■ **About this exercise**
For each line of the listing below that contains the string "struct", copy the line.

■ **Extracted entries**
____

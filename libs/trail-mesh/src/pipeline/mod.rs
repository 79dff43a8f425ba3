//! # Build Orchestrator
//!
//! One deterministic pass from a [`BuildRequest`] to tagged solids, and
//! on demand to an STL document.
//!
//! ## Stages
//!
//! 1. Validate the request
//! 2. Fit the projector to the grid and scale elevations
//! 3. Filter, (optionally) simplify and triangulate the grid
//! 4. Drape the track onto the surface
//! 5. Lay out the text platform and collect warnings
//! 6. Build the solids; terrain/walls and base/path run under `rayon::join`,
//!    glyph outlining stays on the calling thread
//! 7. Attach the output rotation to every solid
//!
//! Each stage runs inside a `debug_span!` named after it. The pipeline is a
//! pure function of its inputs; nothing is cached between calls.

mod supervisor;
mod validate;

pub use supervisor::{BuildSupervisor, BuildTicket};
pub use validate::validate_request;

use config::BuildConfig;
use pipeline_types::{BuildRequest, BuildWarning, ExportStage, Fidelity};
use tracing::{debug, debug_span, warn};

use crate::assemble::{assemble, report, ExportMesh, ExportProgress};
use crate::error::{BuildError, BuildResult};
use crate::export::to_stl_string;
use crate::projection::{ElevationScale, GeoBounds, PointProjector};
use crate::shape::Shape;
use crate::solids::{
    build_base, build_path, build_platform, build_terrain, build_text, build_walls,
    count_path_overlap, GlyphOutliner, PlatformLayout, Solid,
};
use crate::terrain::{scale_samples, simplify, TerrainSurface, Triangulation};
use crate::track::interpolate_track;

/// Counters describing one build.
#[derive(Debug, Clone, Copy, Default, PartialEq)]
pub struct BuildStats {
    pub grid_samples: usize,
    /// Samples inside the outline (after simplification).
    pub kept_samples: usize,
    pub triangles: usize,
    pub hull_size: usize,
    pub track_points: usize,
    pub interpolated_points: usize,
    pub fallback_points: usize,
    pub terrain_min_z: f64,
    pub terrain_max_z: f64,
    pub base_z: f64,
}

/// Everything a host needs to render or export the model.
#[derive(Debug, Clone, PartialEq)]
pub struct ModelOutput {
    /// Terrain, walls, base, path, then platform and text when present.
    pub solids: Vec<Solid>,
    pub warnings: Vec<BuildWarning>,
    pub stats: BuildStats,
    pub projector: PointProjector,
}

impl ModelOutput {
    /// Single attention signal shared by every warning kind.
    pub fn needs_attention(&self) -> bool {
        !self.warnings.is_empty()
    }
}

/// Builds all solids for `request`.
///
/// Text is embossed only when the request carries non-blank text and
/// `glyphs` is provided.
///
/// # Errors
///
/// - [`BuildError::InvalidInput`] for a request failing validation or an
///   invalid `config`
/// - [`BuildError::EmptyResult`] when no surface can be triangulated
/// - [`BuildError::Glyph`] when the outline capability fails
pub fn build_model(
    request: &BuildRequest,
    config: &BuildConfig,
    glyphs: Option<&dyn GlyphOutliner>,
) -> BuildResult<ModelOutput> {
    {
        let _span = debug_span!("validate").entered();
        validate_request(request)?;
        config.validate()?;
    }

    let (projector, elevation) = {
        let _span = debug_span!("project").entered();
        let bounds = GeoBounds::from_points(request.grid.iter().map(|s| s.point()))
            .ok_or_else(|| BuildError::invalid_input("no elevation grid samples"))?;
        let projector = PointProjector::fit(&bounds, request.width, request.rotation_degrees)?;
        let elevation = ElevationScale::from_grid(
            &request.grid,
            projector.units_per_meter(),
            request.elevation_multiplier,
        );
        (projector, elevation)
    };

    let shape = Shape::new(request.shape, request.width, config);

    let surface = {
        let _span = debug_span!("triangulate", shape = %request.shape).entered();
        let mut vertices = scale_samples(&request.grid, &shape, &projector, &elevation);
        debug!(grid = request.grid.len(), kept = vertices.len(), "filtered grid samples");
        if request.fidelity == Fidelity::Low {
            vertices = simplify(
                &vertices,
                config.low_detail_target_points,
                config.low_detail_elevation_threshold,
            );
            debug!(kept = vertices.len(), "simplified grid samples");
        }
        if vertices.is_empty() {
            return Err(BuildError::empty("no grid samples fall inside the outline"));
        }

        let triangulation = Triangulation::from_vertices(vertices);
        if triangulation.is_empty() {
            return Err(BuildError::empty("grid samples inside the outline form no surface"));
        }
        debug!(
            triangles = triangulation.triangle_count(),
            hull = triangulation.hull().len(),
            "triangulated terrain"
        );
        TerrainSurface::new(triangulation, config.base_thickness)
            .ok_or_else(|| BuildError::empty("terrain has no vertices"))?
    };

    let track = {
        let _span = debug_span!("interpolate").entered();
        let track = interpolate_track(
            &request.track,
            &surface.triangulation,
            &projector,
            &elevation,
            request.fidelity,
            config,
        );
        let fallback = track.iter().filter(|p| !p.interpolated).count();
        if fallback > 0 {
            warn!(fallback, total = track.len(), "track points outside the terrain surface");
        }
        track
    };

    let mut warnings = Vec::new();
    let emboss = match (request.emboss_text.as_deref().map(str::trim), glyphs) {
        (Some(text), Some(glyphs)) if !text.is_empty() => {
            let _span = debug_span!("platform").entered();
            let layout = PlatformLayout::new(
                &shape,
                surface.base_z,
                surface.max_z,
                request.platform_height,
                config,
            );
            // Every raw sample counts, including ones low detail skips.
            let raw = request.track.iter().map(|s| projector.geo_to_local(s.point()));
            let overlap = count_path_overlap(&layout, raw, config.platform_path_buffer);
            if overlap > 0 {
                warn!(points = overlap, "track overlaps the text platform");
                warnings.push(BuildWarning::PathOverlapsPlatform { points: overlap });
            }
            Some((text, glyphs, layout))
        }
        _ => None,
    };

    let solids = {
        let _span = debug_span!("solids").entered();
        let path_points: Vec<_> = track.iter().map(|p| p.position).collect();
        let (surface_solids, outer_solids) = rayon::join(
            || {
                [
                    build_terrain(&surface.triangulation),
                    build_walls(&surface.triangulation, surface.base_z),
                ]
            },
            || {
                [
                    build_base(&shape, &surface.triangulation, surface.base_z, config),
                    build_path(&path_points, config.path_radius, config.path_segments),
                ]
            },
        );

        let mut solids: Vec<Solid> = surface_solids.into_iter().chain(outer_solids).collect();
        if let Some((text, glyphs, layout)) = &emboss {
            solids.push(build_platform(layout));
            let embossed = build_text(text, *glyphs, layout, config)?;
            if let Some(warning) = embossed.warning {
                warn!(?warning, "text scaled to fit the platform");
                warnings.push(warning);
            }
            solids.push(embossed.solid);
        }

        let transform = projector.output_transform();
        solids
            .into_iter()
            .map(|s| s.with_transform(transform))
            .collect::<Vec<_>>()
    };

    let stats = BuildStats {
        grid_samples: request.grid.len(),
        kept_samples: surface.triangulation.vertices().len(),
        triangles: surface.triangulation.triangle_count(),
        hull_size: surface.triangulation.hull().len(),
        track_points: track.len(),
        interpolated_points: track.iter().filter(|p| p.interpolated).count(),
        fallback_points: track.iter().filter(|p| !p.interpolated).count(),
        terrain_min_z: surface.min_z,
        terrain_max_z: surface.max_z,
        base_z: surface.base_z,
    };

    Ok(ModelOutput {
        solids,
        warnings,
        stats,
        projector,
    })
}

/// Assembles the model's solids into one export mesh.
pub fn assemble_model(
    output: &ModelOutput,
    config: &BuildConfig,
    progress: &mut dyn ExportProgress,
) -> BuildResult<ExportMesh> {
    let _span = debug_span!("assemble", solids = output.solids.len()).entered();
    assemble(&output.solids, config, progress)
}

/// Assembles and serializes the model as an ASCII STL document.
///
/// `progress` sees every [`ExportStage`] in order, ending with
/// [`ExportStage::Serialize`].
pub fn export_stl(
    output: &ModelOutput,
    name: &str,
    config: &BuildConfig,
    progress: &mut dyn ExportProgress,
) -> BuildResult<String> {
    let merged = assemble_model(output, config, progress)?;
    report(progress, ExportStage::Serialize)?;
    let _span = debug_span!("serialize", triangles = merged.triangle_count()).entered();
    to_stl_string(&merged.mesh, name)
}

____

■ **Answer box**
pub struct BuildStats {
pub struct ModelOutput {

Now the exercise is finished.